DATA SUPPLIED ▸
● ● ● ●
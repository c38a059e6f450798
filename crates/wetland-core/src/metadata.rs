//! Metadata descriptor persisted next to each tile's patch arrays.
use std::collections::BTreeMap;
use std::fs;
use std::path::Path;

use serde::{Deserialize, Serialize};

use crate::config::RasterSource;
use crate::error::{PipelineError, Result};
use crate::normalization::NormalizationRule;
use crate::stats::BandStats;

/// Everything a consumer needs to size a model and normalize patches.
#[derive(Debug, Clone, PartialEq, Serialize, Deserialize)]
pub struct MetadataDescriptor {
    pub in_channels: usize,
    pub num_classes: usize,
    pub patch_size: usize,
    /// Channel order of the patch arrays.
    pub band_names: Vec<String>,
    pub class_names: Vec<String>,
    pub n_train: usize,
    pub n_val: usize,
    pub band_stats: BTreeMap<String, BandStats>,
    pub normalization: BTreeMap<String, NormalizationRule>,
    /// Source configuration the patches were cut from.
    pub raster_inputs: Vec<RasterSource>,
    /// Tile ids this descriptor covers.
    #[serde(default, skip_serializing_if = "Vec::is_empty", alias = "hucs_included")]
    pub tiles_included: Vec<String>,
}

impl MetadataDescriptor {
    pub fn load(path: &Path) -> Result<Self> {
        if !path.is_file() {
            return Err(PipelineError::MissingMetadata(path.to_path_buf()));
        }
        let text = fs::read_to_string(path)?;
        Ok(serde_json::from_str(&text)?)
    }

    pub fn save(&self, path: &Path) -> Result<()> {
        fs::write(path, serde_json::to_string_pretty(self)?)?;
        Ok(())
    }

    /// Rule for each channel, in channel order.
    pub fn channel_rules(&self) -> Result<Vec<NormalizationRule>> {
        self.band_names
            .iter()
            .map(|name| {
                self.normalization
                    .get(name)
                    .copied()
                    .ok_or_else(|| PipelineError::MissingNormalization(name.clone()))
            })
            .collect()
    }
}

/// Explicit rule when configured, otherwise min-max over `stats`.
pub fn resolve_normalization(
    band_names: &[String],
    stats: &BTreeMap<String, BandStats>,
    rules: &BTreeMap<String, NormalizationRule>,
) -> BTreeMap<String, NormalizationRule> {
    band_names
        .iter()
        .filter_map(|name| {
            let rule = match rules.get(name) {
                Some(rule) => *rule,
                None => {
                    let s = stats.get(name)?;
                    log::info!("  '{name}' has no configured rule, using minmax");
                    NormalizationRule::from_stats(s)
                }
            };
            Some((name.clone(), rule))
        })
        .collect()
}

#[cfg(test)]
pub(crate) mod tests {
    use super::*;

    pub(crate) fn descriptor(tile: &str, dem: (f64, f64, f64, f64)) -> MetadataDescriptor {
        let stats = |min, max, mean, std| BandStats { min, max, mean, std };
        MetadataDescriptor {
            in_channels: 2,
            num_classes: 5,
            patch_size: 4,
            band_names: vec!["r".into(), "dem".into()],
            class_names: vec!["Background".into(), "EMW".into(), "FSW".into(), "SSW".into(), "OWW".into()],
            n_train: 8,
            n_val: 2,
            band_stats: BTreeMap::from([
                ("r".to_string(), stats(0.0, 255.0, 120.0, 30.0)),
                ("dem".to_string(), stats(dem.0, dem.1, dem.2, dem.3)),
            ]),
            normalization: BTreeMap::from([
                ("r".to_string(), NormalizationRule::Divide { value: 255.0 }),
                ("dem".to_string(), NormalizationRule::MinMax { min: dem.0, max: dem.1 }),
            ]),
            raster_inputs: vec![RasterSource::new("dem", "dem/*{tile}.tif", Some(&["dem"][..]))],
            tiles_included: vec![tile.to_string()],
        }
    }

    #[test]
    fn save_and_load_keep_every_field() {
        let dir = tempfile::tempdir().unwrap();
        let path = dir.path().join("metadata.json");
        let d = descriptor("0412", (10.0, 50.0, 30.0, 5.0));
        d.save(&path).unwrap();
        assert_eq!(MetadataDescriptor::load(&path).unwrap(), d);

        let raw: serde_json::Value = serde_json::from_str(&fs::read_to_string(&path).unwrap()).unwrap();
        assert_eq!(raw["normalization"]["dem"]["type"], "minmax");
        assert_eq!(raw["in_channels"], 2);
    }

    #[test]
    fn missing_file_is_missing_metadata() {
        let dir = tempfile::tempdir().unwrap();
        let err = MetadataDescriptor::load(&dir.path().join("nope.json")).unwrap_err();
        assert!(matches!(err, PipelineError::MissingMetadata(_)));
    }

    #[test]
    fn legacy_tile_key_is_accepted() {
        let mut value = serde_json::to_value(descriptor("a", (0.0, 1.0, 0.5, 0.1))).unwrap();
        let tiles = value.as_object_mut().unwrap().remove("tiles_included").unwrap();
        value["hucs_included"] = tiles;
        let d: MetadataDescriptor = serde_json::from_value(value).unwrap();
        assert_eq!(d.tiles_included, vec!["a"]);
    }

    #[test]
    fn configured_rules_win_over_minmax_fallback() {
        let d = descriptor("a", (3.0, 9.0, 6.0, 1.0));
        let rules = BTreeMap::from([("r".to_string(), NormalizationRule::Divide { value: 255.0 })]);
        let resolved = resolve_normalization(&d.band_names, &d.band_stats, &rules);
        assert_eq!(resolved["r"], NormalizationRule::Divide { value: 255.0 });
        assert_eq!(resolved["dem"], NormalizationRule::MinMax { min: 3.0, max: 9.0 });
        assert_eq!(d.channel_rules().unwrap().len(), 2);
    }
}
● ● ● ●
Copy every line of the material above in which the string "Deserialize" can be found.

RESULT BELOW ▸
use serde::{Deserialize, Serialize};
#[derive(Debug, Clone, PartialEq, Serialize, Deserialize)]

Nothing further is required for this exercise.